>>>>>

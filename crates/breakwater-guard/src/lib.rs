//! Outbound resilience for third-party API calls.
//!
//! Every outbound call to a volatile dependency goes through a
//! [`ServiceBreaker`]: a token-bucket rate limiter sheds load before the
//! circuit breaker decides admission, and the wrapped call runs under a
//! bounded deadline. One breaker+limiter pair exists per named service,
//! created lazily by the [`BreakerRegistry`] and shared across all
//! concurrent callers.
//!
//! # Outbound call flow
//!
//! ```text
//! caller ──▶ BreakerRegistry::execute(service, fn)
//!               │
//!               ├─ TokenBucket::allow()  ──── false ──▶ Err(RateLimited)
//!               ├─ CircuitBreaker admission ─ open ───▶ Err(CircuitOpen)
//!               ├─ fn() under deadline ─────────────────▶ result
//!               └─ classify + record ──▶ breaker state update
//! ```
//!
//! Callers never see breaker or limiter internals, only the unified
//! [`GuardError`] taxonomy. Circuit state transitions are the one place
//! this subsystem talks to observability infrastructure, through the
//! [`MetricsSink`] seam.

#![forbid(unsafe_code)]
#![warn(missing_docs)]

pub mod breaker;
pub mod error;
pub mod limiter;
pub mod metrics;
pub mod registry;

pub use breaker::{BreakerConfig, BreakerSnapshot, BreakerState, CircuitBreaker};
pub use error::{ErrorKind, GuardError, Result};
pub use limiter::{RateLimiterConfig, TokenBucket};
pub use metrics::{MetricsSink, RecordingSink, TracingSink};
pub use registry::{BreakerRegistry, ServiceBreaker, ServiceSettings};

<<<<<

* [WHAT TO DO]
What you return must match the listing exactly, line for line.

* [OUTPUT OF THE EXERCISE]
filename crates/breakwater-guard/src/lib.rs
//! Outbound resilience for third-party API calls.
//!
//! Every outbound call to a volatile dependency goes through a
//! [`ServiceBreaker`]: a token-bucket rate limiter sheds load before the
//! circuit breaker decides admission, and the wrapped call runs under a
//! bounded deadline. One breaker+limiter pair exists per named service,
//! created lazily by the [`BreakerRegistry`] and shared across all
//! concurrent callers.
//!
//! # Outbound call flow
//!
//! ```text
//! caller ──▶ BreakerRegistry::execute(service, fn)
//!               │
//!               ├─ TokenBucket::allow()  ──── false ──▶ Err(RateLimited)
//!               ├─ CircuitBreaker admission ─ open ───▶ Err(CircuitOpen)
//!               ├─ fn() under deadline ─────────────────▶ result
//!               └─ classify + record ──▶ breaker state update
//! ```
//!
//! Callers never see breaker or limiter internals, only the unified
//! [`GuardError`] taxonomy. Circuit state transitions are the one place
//! this subsystem talks to observability infrastructure, through the
//! [`MetricsSink`] seam.

#![forbid(unsafe_code)]
#![warn(missing_docs)]

pub mod breaker;
pub mod error;
pub mod limiter;
pub mod metrics;
pub mod registry;

pub use breaker::{BreakerConfig, BreakerSnapshot, BreakerState, CircuitBreaker};
pub use error::{ErrorKind, GuardError, Result};
pub use limiter::{RateLimiterConfig, TokenBucket};
pub use metrics::{MetricsSink, RecordingSink, TracingSink};
pub use registry::{BreakerRegistry, ServiceBreaker, ServiceSettings};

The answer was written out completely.